━━━━━ Exercise materials ━━━━━

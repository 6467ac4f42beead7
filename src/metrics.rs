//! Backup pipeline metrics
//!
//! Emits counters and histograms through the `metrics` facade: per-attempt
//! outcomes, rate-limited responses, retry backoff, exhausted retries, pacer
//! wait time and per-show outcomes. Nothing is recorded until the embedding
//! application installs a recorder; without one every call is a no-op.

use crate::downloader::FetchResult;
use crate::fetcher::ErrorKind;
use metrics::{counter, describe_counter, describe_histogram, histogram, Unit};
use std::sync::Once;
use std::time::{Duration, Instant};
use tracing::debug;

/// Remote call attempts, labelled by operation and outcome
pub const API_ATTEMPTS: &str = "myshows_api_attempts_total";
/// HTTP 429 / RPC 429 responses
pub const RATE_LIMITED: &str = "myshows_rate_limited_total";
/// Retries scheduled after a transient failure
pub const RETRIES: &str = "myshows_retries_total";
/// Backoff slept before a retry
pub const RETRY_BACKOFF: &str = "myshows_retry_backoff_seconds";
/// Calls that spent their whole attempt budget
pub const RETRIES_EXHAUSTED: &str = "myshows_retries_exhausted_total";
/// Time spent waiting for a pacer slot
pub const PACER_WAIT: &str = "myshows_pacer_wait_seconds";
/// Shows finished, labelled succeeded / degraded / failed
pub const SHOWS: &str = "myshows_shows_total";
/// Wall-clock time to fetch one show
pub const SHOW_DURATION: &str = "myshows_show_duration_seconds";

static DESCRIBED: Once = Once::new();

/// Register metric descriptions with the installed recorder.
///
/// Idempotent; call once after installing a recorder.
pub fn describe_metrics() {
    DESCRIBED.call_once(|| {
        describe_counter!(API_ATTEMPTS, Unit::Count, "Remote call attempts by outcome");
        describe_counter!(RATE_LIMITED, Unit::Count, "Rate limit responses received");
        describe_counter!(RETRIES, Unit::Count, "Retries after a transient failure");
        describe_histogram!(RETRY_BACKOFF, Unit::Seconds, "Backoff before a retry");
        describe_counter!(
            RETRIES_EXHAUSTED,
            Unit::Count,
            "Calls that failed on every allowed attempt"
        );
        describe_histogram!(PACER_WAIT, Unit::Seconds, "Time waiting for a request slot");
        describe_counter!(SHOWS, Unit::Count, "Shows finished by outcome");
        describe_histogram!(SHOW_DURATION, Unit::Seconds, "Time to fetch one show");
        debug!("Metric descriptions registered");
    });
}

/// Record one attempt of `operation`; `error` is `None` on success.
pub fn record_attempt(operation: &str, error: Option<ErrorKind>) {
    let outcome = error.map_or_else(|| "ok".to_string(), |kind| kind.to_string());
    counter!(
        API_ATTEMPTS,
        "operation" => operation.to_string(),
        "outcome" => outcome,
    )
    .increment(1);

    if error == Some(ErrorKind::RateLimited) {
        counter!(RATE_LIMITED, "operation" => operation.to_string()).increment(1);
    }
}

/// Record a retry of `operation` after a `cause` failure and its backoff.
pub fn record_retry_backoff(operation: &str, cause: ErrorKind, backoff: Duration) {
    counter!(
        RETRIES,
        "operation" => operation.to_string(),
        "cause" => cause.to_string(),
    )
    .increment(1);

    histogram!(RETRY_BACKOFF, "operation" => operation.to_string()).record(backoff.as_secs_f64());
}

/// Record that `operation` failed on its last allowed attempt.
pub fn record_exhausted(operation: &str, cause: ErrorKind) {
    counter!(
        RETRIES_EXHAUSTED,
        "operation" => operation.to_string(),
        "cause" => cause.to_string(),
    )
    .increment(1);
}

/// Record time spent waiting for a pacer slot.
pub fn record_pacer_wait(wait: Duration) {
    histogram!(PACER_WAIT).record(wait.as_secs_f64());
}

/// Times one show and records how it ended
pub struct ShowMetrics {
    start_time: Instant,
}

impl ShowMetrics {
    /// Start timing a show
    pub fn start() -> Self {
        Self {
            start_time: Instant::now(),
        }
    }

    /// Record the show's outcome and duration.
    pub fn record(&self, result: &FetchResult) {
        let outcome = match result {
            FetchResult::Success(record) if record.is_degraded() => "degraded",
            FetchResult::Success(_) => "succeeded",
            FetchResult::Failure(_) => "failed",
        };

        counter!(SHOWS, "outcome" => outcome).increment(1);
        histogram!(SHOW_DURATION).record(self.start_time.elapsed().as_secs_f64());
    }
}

━━━━━
━━━━━ Exercise materials ━━━━━

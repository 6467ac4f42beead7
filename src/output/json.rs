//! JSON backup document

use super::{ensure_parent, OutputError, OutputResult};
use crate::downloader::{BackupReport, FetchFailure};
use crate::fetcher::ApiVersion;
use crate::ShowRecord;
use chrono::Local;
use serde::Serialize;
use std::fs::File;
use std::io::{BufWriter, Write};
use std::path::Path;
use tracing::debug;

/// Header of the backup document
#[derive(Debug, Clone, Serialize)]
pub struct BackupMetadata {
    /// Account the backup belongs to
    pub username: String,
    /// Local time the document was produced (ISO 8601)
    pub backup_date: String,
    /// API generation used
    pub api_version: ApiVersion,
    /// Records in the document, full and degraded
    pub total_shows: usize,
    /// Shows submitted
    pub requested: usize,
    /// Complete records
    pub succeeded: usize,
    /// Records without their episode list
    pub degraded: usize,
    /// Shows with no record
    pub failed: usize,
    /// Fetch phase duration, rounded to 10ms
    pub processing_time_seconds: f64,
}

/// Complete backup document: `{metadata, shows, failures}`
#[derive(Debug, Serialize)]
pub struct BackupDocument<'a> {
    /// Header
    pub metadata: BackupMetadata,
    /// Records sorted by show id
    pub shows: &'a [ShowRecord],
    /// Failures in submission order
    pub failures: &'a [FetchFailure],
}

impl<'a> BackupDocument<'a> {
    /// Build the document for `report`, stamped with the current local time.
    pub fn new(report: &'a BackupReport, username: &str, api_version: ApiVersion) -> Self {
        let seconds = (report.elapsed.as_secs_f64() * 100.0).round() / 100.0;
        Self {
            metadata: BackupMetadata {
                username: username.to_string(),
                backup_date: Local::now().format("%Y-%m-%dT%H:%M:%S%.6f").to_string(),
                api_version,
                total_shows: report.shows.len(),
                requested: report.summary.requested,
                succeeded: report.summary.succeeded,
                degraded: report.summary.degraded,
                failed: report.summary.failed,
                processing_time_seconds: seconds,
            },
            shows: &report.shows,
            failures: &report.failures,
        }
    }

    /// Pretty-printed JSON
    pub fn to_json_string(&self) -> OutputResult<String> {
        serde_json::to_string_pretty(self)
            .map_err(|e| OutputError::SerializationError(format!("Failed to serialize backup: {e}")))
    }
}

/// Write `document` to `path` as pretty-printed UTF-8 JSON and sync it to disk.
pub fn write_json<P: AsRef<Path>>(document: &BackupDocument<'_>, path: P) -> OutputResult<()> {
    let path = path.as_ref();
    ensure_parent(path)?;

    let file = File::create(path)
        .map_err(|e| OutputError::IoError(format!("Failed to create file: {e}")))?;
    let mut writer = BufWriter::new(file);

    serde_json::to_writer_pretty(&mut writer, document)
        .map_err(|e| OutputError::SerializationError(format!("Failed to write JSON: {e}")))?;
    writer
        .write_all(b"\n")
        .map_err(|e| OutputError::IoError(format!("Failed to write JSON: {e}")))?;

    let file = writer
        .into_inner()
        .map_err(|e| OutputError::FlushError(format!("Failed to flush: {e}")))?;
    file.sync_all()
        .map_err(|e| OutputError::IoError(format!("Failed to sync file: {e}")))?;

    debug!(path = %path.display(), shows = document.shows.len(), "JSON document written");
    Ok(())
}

━━━━━

▸ Directions for this task:
Please return each line of the data above in which the word "spent" occurs.

▸ Task solution:
/// Calls that spent their whole attempt budget
/// Time spent waiting for a pacer slot
/// Record time spent waiting for a pacer slot.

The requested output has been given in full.